Only the lines from the top of the data through the line containing "async fn test_polish_success()" should be duplicated, exactly as they appear.

● Material provided
+++
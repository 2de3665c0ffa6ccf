//! Whole-document polishing pass.

use llm_client::LlmProvider;
use std::sync::Arc;

use super::generate_text;
use super::prompts::polishing_prompt;

/// Shown in place of polished text when there was nothing to polish.
pub const NOTHING_TO_POLISH: &str = "沒有可潤飾的初步翻譯內容。";

/// Result of the polishing pass.
#[derive(Debug, Clone, PartialEq, Eq)]
pub enum PolishOutcome {
    Polished(String),
    /// The merged text was blank; the provider was not called
    Empty,
    /// Error marker carrying the cause
    Failed(String),
}

impl PolishOutcome {
    /// Polished text, if polishing produced any
    pub fn polished_text(&self) -> Option<&str> {
        match self {
            Self::Polished(text) => Some(text.as_str()),
            _ => None,
        }
    }

    /// Polished text, or the warning/error marker to show instead
    pub fn text_or_marker(&self) -> &str {
        match self {
            Self::Polished(text) | Self::Failed(text) => text,
            Self::Empty => NOTHING_TO_POLISH,
        }
    }
}

/// Polishes merged translations through a generation provider.
pub struct Polisher {
    provider: Arc<dyn LlmProvider>,
}

impl Polisher {
    pub fn new(provider: Arc<dyn LlmProvider>) -> Self {
        Self { provider }
    }

    pub async fn polish(&self, merged: &str, target_language: &str) -> PolishOutcome {
        if merged.trim().is_empty() {
            log::warn!("Nothing to polish: merged translation is empty");
            return PolishOutcome::Empty;
        }

        log::info!(
            "Polishing {} characters via {} ({})",
            merged.chars().count(),
            self.provider.name(),
            self.provider.model()
        );

        match generate_text(self.provider.as_ref(), polishing_prompt(merged, target_language)).await
        {
            Ok(text) => PolishOutcome::Polished(text),
            Err(e) => {
                log::error!("Polishing failed: {}", e);
                PolishOutcome::Failed(format!("[[潤飾錯誤: {}]]", e))
            }
        }
    }
}

#[cfg(test)]
mod tests {
    use super::*;
    use llm_client::{LlmError, MockProvider};

    #[tokio::test]
    async fn test_polish_success() {
        let mock = Arc::new(MockProvider::always_succeeds("  潤飾後的文本。 "));
        let polisher = Polisher::new(mock.clone());

        let outcome = polisher.polish("初步翻譯。", "繁體中文").await;
        assert_eq!(outcome, PolishOutcome::Polished("潤飾後的文本。".to_string()));
        assert_eq!(outcome.polished_text(), Some("潤飾後的文本。"));
        assert!(mock.prompts()[0].ends_with("\n\n初步翻譯。"));
    }

    #[tokio::test]
    async fn test_whitespace_only_input_skips_provider() {
        let mock = Arc::new(MockProvider::always_succeeds("never"));
        let polisher = Polisher::new(mock.clone());

        let outcome = polisher.polish(" \n\n\t ", "繁體中文").await;
        assert_eq!(outcome, PolishOutcome::Empty);
        assert_eq!(outcome.text_or_marker(), NOTHING_TO_POLISH);
        assert_eq!(mock.call_count(), 0);
    }

    #[tokio::test]
    async fn test_failure_marker_is_distinct_from_translation_marker() {
        let mock = Arc::new(MockProvider::always_fails(LlmError::ServerOverloaded {
            message: "try later".to_string(),
        }));
        let polisher = Polisher::new(mock);

        let outcome = polisher.polish("初步翻譯。", "繁體中文").await;
        assert_eq!(
            outcome,
            PolishOutcome::Failed("[[潤飾錯誤: Server overloaded (HTTP 503): try later]]".to_string())
        );
        assert!(outcome.polished_text().is_none());
        assert!(!outcome.text_or_marker().contains("翻譯錯誤"));
    }
}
+++
● Result of the exercise
repository 2de3665c0ffa6ccf
//! Whole-document polishing pass.

use llm_client::LlmProvider;
use std::sync::Arc;

use super::generate_text;
use super::prompts::polishing_prompt;

/// Shown in place of polished text when there was nothing to polish.
pub const NOTHING_TO_POLISH: &str = "沒有可潤飾的初步翻譯內容。";

/// Result of the polishing pass.
#[derive(Debug, Clone, PartialEq, Eq)]
pub enum PolishOutcome {
    Polished(String),
    /// The merged text was blank; the provider was not called
    Empty,
    /// Error marker carrying the cause
    Failed(String),
}

impl PolishOutcome {
    /// Polished text, if polishing produced any
    pub fn polished_text(&self) -> Option<&str> {
        match self {
            Self::Polished(text) => Some(text.as_str()),
            _ => None,
        }
    }

    /// Polished text, or the warning/error marker to show instead
    pub fn text_or_marker(&self) -> &str {
        match self {
            Self::Polished(text) | Self::Failed(text) => text,
            Self::Empty => NOTHING_TO_POLISH,
        }
    }
}

/// Polishes merged translations through a generation provider.
pub struct Polisher {
    provider: Arc<dyn LlmProvider>,
}

impl Polisher {
    pub fn new(provider: Arc<dyn LlmProvider>) -> Self {
        Self { provider }
    }

    pub async fn polish(&self, merged: &str, target_language: &str) -> PolishOutcome {
        if merged.trim().is_empty() {
            log::warn!("Nothing to polish: merged translation is empty");
            return PolishOutcome::Empty;
        }

        log::info!(
            "Polishing {} characters via {} ({})",
            merged.chars().count(),
            self.provider.name(),
            self.provider.model()
        );

        match generate_text(self.provider.as_ref(), polishing_prompt(merged, target_language)).await
        {
            Ok(text) => PolishOutcome::Polished(text),
            Err(e) => {
                log::error!("Polishing failed: {}", e);
                PolishOutcome::Failed(format!("[[潤飾錯誤: {}]]", e))
            }
        }
    }
}

#[cfg(test)]
mod tests {
    use super::*;
    use llm_client::{LlmError, MockProvider};

    #[tokio::test]
    async fn test_polish_success() {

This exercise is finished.